Elon Musk says Twitter needs subscribers to survive. Here’s why he needs a better lifeline

Pavlo Gonchar/SOPA Images/LightRocket via Getty Images

A few more logs went into the bonfire of Elon Musk’s vanity project in the past 36 hours. 

At least four top executives resigned from Twitter, including the platform’s high-profile head of moderation and safety. Musk suggested to employees that his new plaything might go bankrupt sooner rather than later. The Federal Trade Commission issued a rare preemptive—and perhaps a bit impertinent—statement of “deep concern” about staffing tumult. And the rollout of Twitter Blue faded to black, at least for now, following an all-too-predictable rash of issues with fake accounts.

For now, though, let’s focus on a particularly interesting part of Musk’s recent comments: the need for subscription revenue and feasibility of getting it.

As multiple media outlets reported, Musk’s first company-wide email to Twitter employees went out early Thursday. In it, Musk said Twitter’s economic outlook is “dire” because the platform relies so heavily on ad sales, which account for about 90% of revenue. 

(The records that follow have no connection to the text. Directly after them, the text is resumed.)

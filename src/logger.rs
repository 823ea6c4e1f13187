//! Structured logging for flowsentry.
//!
//! Provides a [`Logger`] that writes events to stdout and optionally to a log
//! file. Output can be formatted as human-readable plain text or as
//! newline-delimited JSON (NDJSON), making it easy to ingest into log
//! shippers and SIEM platforms.
//!
//! The [`AlertSink`] trait decouples detection from presentation: the rule
//! engine produces [`Alert`] values and hands them to whatever sink was
//! injected, which for the CLI is a thin wrapper over the logger.

use chrono::Local;
use serde::Serialize;
use std::fs::OpenOptions;
use std::io::{self, BufWriter, Write};
use std::sync::{Arc, Mutex};

use crate::engine::types::Alert;

// ── Event types ──────────────────────────────────────────────────────────────

/// All distinct event kinds that flowsentry can emit.
///
/// Each variant carries exactly the fields needed to describe that event.
/// The `#[serde(tag = "event")]` attribute ensures JSON output includes an
/// `"event"` key so consumers can filter by type without inspecting structure.
#[derive(Debug, Serialize)]
#[serde(tag = "event", rename_all = "snake_case")]
pub enum Event<'a> {
    /// Informational startup / status message.
    Info { message: &'a str },

    /// A recoverable anomaly; processing continued.
    Warn { message: &'a str },

    /// Diagnostic detail emitted only when --debug is set.
    Debug { message: &'a str },

    /// Flow table built: how many frames went in and flows came out.
    FlowSummary {
        packets: u64,
        skipped: u64,
        flows:   usize,
    },

    /// A detection result from the rule engine.
    Alert {
        #[serde(flatten)]
        alert: &'a Alert,
    },

    /// A valid capture produced zero flows. Distinct from a failure.
    NoActivity,

    /// One live window finished: what it saw and what was suppressed as
    /// already reported.
    WindowSummary {
        window:     u64,
        flows:      usize,
        new_alerts: usize,
        suppressed: usize,
    },

    /// Session summary emitted on graceful shutdown.
    SessionSummary {
        duration_secs:  u64,
        windows:        u64,
        packets_total:  u64,
        flows_total:    u64,
        alerts_emitted: u64,
    },
}

// ── Logger ───────────────────────────────────────────────────────────────────

/// Shared, thread-safe structured logger.
///
/// Constructed once in `main` and passed as an `Arc<Logger>` to every module
/// that needs to emit events. The internal `Mutex` serialises writes so that
/// output lines are never interleaved across threads.
pub struct Logger {
    /// Whether to format events as NDJSON instead of plain text.
    json: bool,
    /// Optional buffered file writer. `None` when `--log-file` was not given.
    file: Option<Mutex<BufWriter<std::fs::File>>>,
}

/// Type alias used throughout the codebase for convenience.
pub type SharedLogger = Arc<Logger>;

impl Logger {
    /// Creates a new logger.
    ///
    /// # Arguments
    /// * `json`     - Emit NDJSON instead of plain text when `true`.
    /// * `log_path` - If `Some`, open (or create) this file for appended writes.
    ///
    /// # Errors
    /// Returns an `io::Error` if the log file cannot be opened or created.
    pub fn new(json: bool, log_path: Option<&str>) -> io::Result<Self> {
        let file = match log_path {
            Some(path) => {
                let f = OpenOptions::new().create(true).append(true).open(path)?;
                Some(Mutex::new(BufWriter::new(f)))
            }
            None => None,
        };

        Ok(Self { json, file })
    }

    /// Logs a single [`Event`], writing to stdout and optionally to the log file.
    ///
    /// Plain-text output is prefixed with a timestamp and the event tag.
    /// NDJSON output is a single JSON object per line with a `"timestamp"` field
    /// injected alongside the event fields.
    pub fn log(&self, event: &Event) {
        let timestamp = Local::now().format("%Y-%m-%dT%H:%M:%S%.3f").to_string();

        let line = if self.json {
            // Serialise the event to a JSON Value so we can inject the timestamp.
            let mut val = serde_json::to_value(event).unwrap_or_default();
            if let Some(obj) = val.as_object_mut() {
                obj.insert(
                    "timestamp".to_string(),
                    serde_json::Value::String(timestamp.clone()),
                );
            }
            serde_json::to_string(&val).unwrap_or_default()
        } else {
            // Plain-text: "[TIMESTAMP] [TAG] human-readable description"
            format!("[{}] {}", timestamp, self.plain_text(event))
        };

        // Always write to stdout.
        println!("{}", line);

        // If a log file was configured, also write there.
        if let Some(mutex) = &self.file {
            if let Ok(mut writer) = mutex.lock() {
                let _ = writeln!(writer, "{}", line);
                let _ = writer.flush();
            }
        }
    }

    /// Formats an [`Event`] as a human-readable plain-text string (no timestamp).
    fn plain_text(&self, event: &Event) -> String {
        match event {
            Event::Info { message } => format!("[INFO] {}", message),

            Event::Warn { message } => format!("[WARN] {}", message),

            Event::Debug { message } => format!("[DEBUG] {}", message),

            Event::FlowSummary { packets, skipped, flows } => format!(
                "[FLOWS] processed {} packets ({} skipped), generated {} flows",
                packets, skipped, flows
            ),

            Event::Alert { alert } => {
                let mut line = format!("[{}] {} src={}", alert.severity, alert.kind, alert.src_ip);
                if let Some(dst) = &alert.dst_ip {
                    line.push_str(&format!(" dst={}", dst));
                }
                if let Some(port) = alert.dst_port {
                    line.push_str(&format!(" port={}", port));
                }
                line.push_str(&format!(" {}", alert.details));
                line
            }

            Event::NoActivity => "[INFO] no activity observed".to_string(),

            Event::WindowSummary { window, flows, new_alerts, suppressed } => format!(
                "[WINDOW {}] flows={} new_alerts={} suppressed={}",
                window, flows, new_alerts, suppressed
            ),

            Event::SessionSummary {
                duration_secs,
                windows,
                packets_total,
                flows_total,
                alerts_emitted,
            } => format!(
                "[SUMMARY] duration={}s windows={} packets={} flows={} alerts={}",
                duration_secs, windows, packets_total, flows_total, alerts_emitted
            ),
        }
    }
}

// ── Alert sink ───────────────────────────────────────────────────────────────

/// Receives detection results for presentation. Implementations must not
/// influence detection semantics.
pub trait AlertSink {
    fn report(&self, alert: &Alert);
}

/// The default sink: renders each alert through the structured logger.
pub struct ConsoleSink {
    logger: SharedLogger,
}

impl ConsoleSink {
    pub fn new(logger: SharedLogger) -> Self {
        Self { logger }
    }
}

impl AlertSink for ConsoleSink {
    fn report(&self, alert: &Alert) {
        self.logger.log(&Event::Alert { alert });
    }
}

“Without significant subscription revenue, there is a good chance Twitter will not survive the upcoming economic downturn,” Musk wrote. “We need roughly half of our revenue to be subscription. Of course, we will still then be significantly reliant on advertising, so I am spending time with our sales & partnerships teams to ensure that Twitter continues to be appealing to advertisers.”

Musk has moaned about Twitter’s dependence on ads in the past, but the comments crystalized some of his vision for putting Twitter on the path to profitability. Twitter lost $221 million last year on revenues of about $5 billion, and Musk’s leveraged takeover piled about $1 billion in added interest payments onto Twitter. (He hacked away at Twitter’s expenses earlier this month by cutting its 7,500-employee workforce in half.) 

But can Musk’s vision for sustainability by subscription become reality? It’s possible, if highly unlikely.

So far, Musk has proposed an illogical—and cannibalistic—model for boosting subscription revenue. He’s started rolling out a $8-per-month subscription system, Twitter Blue, in which users will get a verified “checkmark” on their profile, see fewer ads, and appear higher in replies, mentions, and searches.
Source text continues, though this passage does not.